Rossini in Bremerhaven

From the outside, the City Theater in Bremerhaven looks rather cramped and austere, but inside it is pleasant, with wood paneling on the walls both in the lobby and in the auditorium.

Foyer of the City Theater in Bremerhaven

The theater was first built from 1909 to 1911, at a time when new municipal theaters were being constructed in middle-sized cities all over Europe. The building was largely destroyed during the Second World War in a bombing attack in September 1944. Only the façade remained standing, and it was incorporated into the new theater that was built from 1950 to 1952.

After nearly half a century of use, the theater had to be thoroughly renovated, modernized and enlarged from 1997 to 2000.

Seating in the City Theater of Bremerhaven

Since the Bremerhaven Theater has only one large balcony with all the seats facing forward, spectators can see the entire stage from any seat in the house — which is not the case in traditional horseshoe-shaped theaters in the notorious ‘Italian’ style.

La Cenerentola poster in Bremerhaven

The opera I saw in Bremerhaven was La Cenerentola (Cinderella) by Gioachino Rossini (1792–1868).

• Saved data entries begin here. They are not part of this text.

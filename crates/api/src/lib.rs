//! WebToApp API server library.
//!
//! Exposes the building blocks (config, state, error handling, routes) so
//! integration tests and the binary entrypoint can both access them.

pub mod auth;
pub mod config;
pub mod error;
pub mod handlers;
pub mod middleware;
pub mod response;
pub mod router;
pub mod routes;
pub mod state;
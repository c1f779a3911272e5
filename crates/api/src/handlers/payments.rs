//! Handlers for the user-facing `/payment-receipts` resource.

use axum::extract::State;
use axum::http::StatusCode;
use axum::response::IntoResponse;
use axum::Json;
use serde::Serialize;
use webtoapp_core::validation::{validate_amount, validate_required};
use webtoapp_db::models::payment_receipt::{CreatePaymentReceipt, PaymentReceipt};
use webtoapp_db::repositories::{PaymentMethodRepo, PaymentReceiptRepo};
use webtoapp_events::bus::{ENTITY_PAYMENT_RECEIPT, RECEIPT_SUBMITTED};
use webtoapp_events::PlatformEvent;

use crate::error::{AppError, AppResult};
use crate::middleware::auth::AuthUser;
use crate::response::DataResponse;
use crate::state::AppState;

/// A receipt row plus its status name.
#[derive(Debug, Serialize)]
pub struct ReceiptView {
    #[serde(flatten)]
    pub receipt: PaymentReceipt,
    pub status: &'static str,
}

impl From<PaymentReceipt> for ReceiptView {
    fn from(receipt: PaymentReceipt) -> Self {
        let status = receipt.status().map_or("unknown", |s| s.name());
        Self { receipt, status }
    }
}

/// GET /api/v1/payment-receipts
///
/// The caller's receipts, newest first.
pub async fn list_my_receipts(
    auth: AuthUser,
    State(state): State<AppState>,
) -> AppResult<impl IntoResponse> {
    let receipts = PaymentReceiptRepo::list_by_user(&state.pool, auth.user_id).await?;
    let views: Vec<ReceiptView> = receipts.into_iter().map(ReceiptView::from).collect();
    Ok(Json(DataResponse { data: views }))
}

/// POST /api/v1/payment-receipts
///
/// Submit proof of a payment for admin review. The referenced payment
/// method must exist and be active.
pub async fn submit_receipt(
    auth: AuthUser,
    State(state): State<AppState>,
    Json(input): Json<CreatePaymentReceipt>,
) -> AppResult<impl IntoResponse> {
    validate_required("transaction_hash", &input.transaction_hash)?;
    validate_amount(input.amount)?;

    let method = PaymentMethodRepo::find_by_id(&state.pool, input.payment_method_id).await?;
    if !method.is_some_and(|m| m.is_active) {
        return Err(AppError::BadRequest(
            "Payment method is not available".into(),
        ));
    }

    let receipt = PaymentReceiptRepo::create(&state.pool, auth.user_id, &input).await?;

    state.event_bus.publish(
        PlatformEvent::new(RECEIPT_SUBMITTED)
            .with_source(ENTITY_PAYMENT_RECEIPT, receipt.id)
            .with_actor(auth.user_id)
            .with_payload(serde_json::json!({ "amount": receipt.amount })),
    );

    tracing::info!(
        receipt_id = receipt.id,
        user_id = auth.user_id,
        payment_method_id = receipt.payment_method_id,
        "Payment receipt submitted",
    );

    Ok((
        StatusCode::CREATED,
        Json(DataResponse {
            data: ReceiptView::from(receipt),
        }),
    ))
}
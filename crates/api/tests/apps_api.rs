//! HTTP-level tests for app conversion: create, poll, download, delete.
//!
//! The test app runs generation with zero delays and the offline analyzer,
//! so every run completes within a few polls.

mod common;

use std::time::Duration;

use axum::http::{header, StatusCode};
use common::{
    body_json, body_text, delete_auth, get_auth, post_json_auth, post_multipart_auth,
    wait_for_terminal,
};
use serde_json::json;
use sqlx::PgPool;
use webtoapp_core::analysis::AnalysisReport;
use webtoapp_core::artifact::{download_path, ARTIFACT_SIZE_RANGE, PACKAGE_CONTENT_TYPE};
use webtoapp_db::models::app::CreateApp;
use webtoapp_db::models::status::AppStatus;
use webtoapp_db::repositories::{AppRepo, EventRepo};
use webtoapp_events::bus::{
    APP_ANALYSIS_COMPLETED, APP_COMPLETED, APP_CREATED, APP_GENERATION_STARTED, ENTITY_APP,
};

async fn create_app(
    app: &common::TestApp,
    token: &str,
    body: serde_json::Value,
) -> (StatusCode, serde_json::Value) {
    let response = post_json_auth(&app.router, "/api/v1/apps", body, token).await;
    let status = response.status();
    (status, body_json(response).await)
}

/// Insert a `pending` app without starting a run.
async fn insert_pending(pool: &PgPool, user_id: i64) -> i64 {
    AppRepo::create(
        pool,
        &CreateApp {
            user_id,
            name: "Idle".into(),
            website_url: None,
            platform: "android".into(),
            mode: "online".into(),
        },
    )
    .await
    .unwrap()
    .id
}

// ---------------------------------------------------------------------------
// Create and run
// ---------------------------------------------------------------------------

#[sqlx::test(migrations = "../../db/migrations")]
async fn url_conversion_completes_with_analysis(pool: PgPool) {
    let (user, token) = common::create_user(&pool, "u@example.com", "user").await;
    let app = common::build_test_app(pool.clone());

    let (status, json) = create_app(
        &app,
        &token,
        json!({ "name": "Shop", "website_url": "https://shop.example.com", "platform": "android" }),
    )
    .await;
    assert_eq!(status, StatusCode::CREATED);
    assert_eq!(json["data"]["stage"], "pending");
    assert_eq!(json["data"]["mode"], "online");
    assert_eq!(json["data"]["user_id"], user.id);

    let id = json["data"]["id"].as_i64().unwrap();
    let done = wait_for_terminal(&pool, id).await;

    assert_eq!(done.status(), Some(AppStatus::Completed));
    assert_eq!(done.download_url.as_deref(), Some(download_path(id).as_str()));
    assert!(ARTIFACT_SIZE_RANGE.contains(&done.file_size.unwrap()));
    assert!(done.completed_at.is_some());
    assert_eq!(done.analysis(), Some(AnalysisReport::fallback()));

    let fetched = get_auth(&app.router, &format!("/api/v1/apps/{id}"), &token).await;
    assert_eq!(fetched.status(), StatusCode::OK);
    let json = body_json(fetched).await;
    assert_eq!(json["data"]["stage"], "completed");
    assert_eq!(json["data"]["ai_analysis"]["contentType"], "Website");
}

#[sqlx::test(migrations = "../../db/migrations")]
async fn upload_conversion_completes_without_analysis(pool: PgPool) {
    let (_, token) = common::create_user(&pool, "u@example.com", "user").await;
    let app = common::build_test_app(pool.clone());

    let (status, json) = create_app(
        &app,
        &token,
        json!({ "name": "Docs", "website_url": "   ", "platform": "ios", "mode": "offline" }),
    )
    .await;
    assert_eq!(status, StatusCode::CREATED);
    assert!(json["data"]["website_url"].is_null());

    let done = wait_for_terminal(&pool, json["data"]["id"].as_i64().unwrap()).await;
    assert_eq!(done.status(), Some(AppStatus::Completed));
    assert!(done.ai_analysis.is_none());
}

#[sqlx::test(migrations = "../../db/migrations")]
async fn create_validates_input(pool: PgPool) {
    let (_, token) = common::create_user(&pool, "u@example.com", "user").await;
    let app = common::build_test_app(pool.clone());

    for body in [
        json!({ "name": "  ", "platform": "android" }),
        json!({ "name": "Shop", "platform": "symbian" }),
        json!({ "name": "Shop", "platform": "android", "mode": "hybrid" }),
        json!({ "name": "Shop", "platform": "android", "website_url": "ftp://x.io" }),
    ] {
        let (status, json) = create_app(&app, &token, body.clone()).await;
        assert_eq!(status, StatusCode::BAD_REQUEST, "body {body} should be rejected");
        assert_eq!(json["code"], "VALIDATION_ERROR");
    }

    let (_, me) = common::create_user(&pool, "other@example.com", "user").await;
    let list = get_auth(&app.router, "/api/v1/apps", &me).await;
    assert_eq!(body_json(list).await["data"].as_array().unwrap().len(), 0);
}

#[sqlx::test(migrations = "../../db/migrations")]
async fn lifecycle_events_are_persisted_in_order(pool: PgPool) {
    let (_, token) = common::create_user(&pool, "u@example.com", "user").await;
    let app = common::build_test_app(pool.clone());

    let (_, json) = create_app(
        &app,
        &token,
        json!({ "name": "Shop", "website_url": "https://shop.example.com", "platform": "android" }),
    )
    .await;
    let id = json["data"]["id"].as_i64().unwrap();
    wait_for_terminal(&pool, id).await;

    // Persistence runs on its own task; give it a moment to catch up.
    let mut types = Vec::new();
    for _ in 0..100 {
        let events = EventRepo::list_for_entity(&pool, ENTITY_APP, id).await.unwrap();
        types = events.into_iter().map(|e| e.event_type).collect::<Vec<_>>();
        if types.len() >= 4 {
            break;
        }
        tokio::time::sleep(Duration::from_millis(20)).await;
    }
    assert_eq!(
        types,
        vec![
            APP_CREATED.to_string(),
            APP_GENERATION_STARTED.to_string(),
            APP_ANALYSIS_COMPLETED.to_string(),
            APP_COMPLETED.to_string(),
        ]
    );

    let response = get_auth(&app.router, &format!("/api/v1/apps/{id}/events"), &token).await;
    assert_eq!(response.status(), StatusCode::OK);
    assert_eq!(body_json(response).await["data"].as_array().unwrap().len(), 4);
}

// ---------------------------------------------------------------------------
// Read / ownership
// ---------------------------------------------------------------------------

#[sqlx::test(migrations = "../../db/migrations")]
async fn apps_are_owner_scoped(pool: PgPool) {
    let (owner, owner_token) = common::create_user(&pool, "owner@example.com", "user").await;
    let (_, other_token) = common::create_user(&pool, "other@example.com", "user").await;
    let (_, admin_token) = common::create_user(&pool, "admin@example.com", "admin").await;
    let id = insert_pending(&pool, owner.id).await;
    let app = common::build_test_app(pool);
    let uri = format!("/api/v1/apps/{id}");

    assert_eq!(get_auth(&app.router, &uri, &owner_token).await.status(), StatusCode::OK);
    assert_eq!(get_auth(&app.router, &uri, &other_token).await.status(), StatusCode::FORBIDDEN);
    assert_eq!(get_auth(&app.router, &uri, &admin_token).await.status(), StatusCode::OK);

    let mine = body_json(get_auth(&app.router, "/api/v1/apps", &owner_token).await).await;
    assert_eq!(mine["data"][0]["id"], id);
    let theirs = body_json(get_auth(&app.router, "/api/v1/apps", &other_token).await).await;
    assert!(theirs["data"].as_array().unwrap().is_empty());
}

#[sqlx::test(migrations = "../../db/migrations")]
async fn missing_app_returns_404(pool: PgPool) {
    let (_, token) = common::create_user(&pool, "u@example.com", "user").await;
    let app = common::build_test_app(pool);

    let response = get_auth(&app.router, "/api/v1/apps/999999", &token).await;
    assert_eq!(response.status(), StatusCode::NOT_FOUND);
}

// ---------------------------------------------------------------------------
// Download
// ---------------------------------------------------------------------------

#[sqlx::test(migrations = "../../db/migrations")]
async fn download_requires_completed_app(pool: PgPool) {
    let (user, token) = common::create_user(&pool, "u@example.com", "user").await;
    let id = insert_pending(&pool, user.id).await;
    let app = common::build_test_app(pool);

    let response = get_auth(&app.router, &format!("/api/v1/apps/{id}/download"), &token).await;
    assert_eq!(response.status(), StatusCode::BAD_REQUEST);
    assert_eq!(body_json(response).await["code"], "NOT_READY");
}

#[sqlx::test(migrations = "../../db/migrations")]
async fn completed_app_downloads_placeholder_package(pool: PgPool) {
    let (_, token) = common::create_user(&pool, "u@example.com", "user").await;
    let app = common::build_test_app(pool.clone());

    let (_, json) = create_app(
        &app,
        &token,
        json!({ "name": "My Shop", "platform": "android" }),
    )
    .await;
    let id = json["data"]["id"].as_i64().unwrap();
    wait_for_terminal(&pool, id).await;

    let response = get_auth(&app.router, &download_path(id), &token).await;
    assert_eq!(response.status(), StatusCode::OK);
    assert_eq!(
        response.headers()[header::CONTENT_TYPE].to_str().unwrap(),
        PACKAGE_CONTENT_TYPE
    );
    assert_eq!(
        response.headers()[header::CONTENT_DISPOSITION].to_str().unwrap(),
        "attachment; filename=\"My Shop.apk\""
    );
    assert!(body_text(response).await.starts_with("Mock APK for My Shop"));
}

// ---------------------------------------------------------------------------
// Delete
// ---------------------------------------------------------------------------

#[sqlx::test(migrations = "../../db/migrations")]
async fn delete_removes_app(pool: PgPool) {
    let (user, token) = common::create_user(&pool, "u@example.com", "user").await;
    let (_, other_token) = common::create_user(&pool, "other@example.com", "user").await;
    let id = insert_pending(&pool, user.id).await;
    let app = common::build_test_app(pool.clone());
    let uri = format!("/api/v1/apps/{id}");

    assert_eq!(delete_auth(&app.router, &uri, &other_token).await.status(), StatusCode::FORBIDDEN);
    assert_eq!(delete_auth(&app.router, &uri, &token).await.status(), StatusCode::NO_CONTENT);
    assert_eq!(get_auth(&app.router, &uri, &token).await.status(), StatusCode::NOT_FOUND);
    assert!(AppRepo::find_by_id(&pool, id).await.unwrap().is_none());
}

// ---------------------------------------------------------------------------
// Analysis endpoints
// ---------------------------------------------------------------------------

#[sqlx::test(migrations = "../../db/migrations")]
async fn analyze_website_returns_report(pool: PgPool) {
    let (_, token) = common::create_user(&pool, "u@example.com", "user").await;
    let app = common::build_test_app(pool);

    let empty = post_json_auth(&app.router, "/api/v1/analyze-website", json!({ "url": " " }), &token).await;
    assert_eq!(empty.status(), StatusCode::BAD_REQUEST);

    let response = post_json_auth(
        &app.router,
        "/api/v1/analyze-website",
        json!({ "url": "https://example.com" }),
        &token,
    )
    .await;
    assert_eq!(response.status(), StatusCode::OK);
    let json = body_json(response).await;
    assert_eq!(json["data"]["compatible"], true);
    assert_eq!(json["data"]["recommendations"].as_array().unwrap().len(), 4);
}

#[sqlx::test(migrations = "../../db/migrations")]
async fn upload_project_accepts_only_zip(pool: PgPool) {
    let (_, token) = common::create_user(&pool, "u@example.com", "user").await;
    let app = common::build_test_app(pool);

    let accepted = post_multipart_auth(
        &app.router,
        "/api/v1/upload-project",
        "project",
        "site.zip",
        "application/zip",
        b"PK\x03\x04fake",
        &token,
    )
    .await;
    assert_eq!(accepted.status(), StatusCode::OK);
    assert_eq!(body_json(accepted).await["data"]["contentType"], "Website Project");

    let rejected = post_multipart_auth(
        &app.router,
        "/api/v1/upload-project",
        "project",
        "site.tar.gz",
        "application/gzip",
        b"not a zip",
        &token,
    )
    .await;
    assert_eq!(rejected.status(), StatusCode::BAD_REQUEST);

    let wrong_field = post_multipart_auth(
        &app.router,
        "/api/v1/upload-project",
        "file",
        "site.zip",
        "application/zip",
        b"PK",
        &token,
    )
    .await;
    assert_eq!(wrong_field.status(), StatusCode::BAD_REQUEST);
}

This was Rossini’s twentieth opera, composed when he was 25 years old and already famous for such operas as Tancredi, The Italian Girl in Algiers, The Turk in Italy and The Barber of Seville.

Rossini and his librettist Jacopo Ferretti wrote La Cenerentola in only 24 days. They based it on the Cinderella story as told not by the Brothers Grimm but by the 17th century French author Charles Perrault (1628-1703). But they made some changes. In the opera there is no fairy godmother; rather, it is the Prince’s wise old advisor, Alidoro, who discovers Angelina (Cinderella) and arranges for her to attend the Prince’s ball. Instead of glass slippers, Alidoro gives her two identical jeweled bracelets, one of which she gives to the Prince so he can find her again and then decide if he really wants to marry her. The reason for this change, according to the Bremerhaven program booklet, was that when the opera had its world premiere in 1817 they didn’t want to take the risk of showing a bare ankle on stage, which might have caused a scandal at the time.

Applause after La Cenerentola in Bremerhaven

Max Hoehn’s staging of in Bremerhaven kept up with the rapid pace of the music by using the revolving stage and various wheeled-in stage elements for quick scene changes.

One of the wheeled-in elements was the grave of Angelina’s mother (not shown in any other staging I have seen up to now), where she went every day to pray. Alidoro also comes to the grave, to find Angelina and get her ready for the ball.  Later, even her father Don Magnifico turns up at the grave, apparently in belated contrition for having degraded the daughter from his first marriage and pilfered her inheritance. This gives him a touch of humanity (but only a touch) which is not present in most other productions of the opera.

Overall, however, Don Magnifico remains a ridiculous personage. While watching in Bremerhaven I noticed a parallel between Le Cenerentola (1817) and a much earlier opera, L’incoronazione di Poppea (The Coronation of Poppea) by Claudio Monteverdi, from the year 1642. In La Cenerentola, at a point when Don Magnifico thinks the Prince might marry one of his frivolous step-daughters, he imagines at great length how people would come subserviently to him with their wishes and plead with him (and of course bribe him) to intercede with his step-daughter on their behalf. In L’incoronazione di Poppea it was Poppea’s aged nurse and confidante, Arnalta, who had similar comical fantasies of the powerful role she thought she would have after Poppea was crowned as Empress.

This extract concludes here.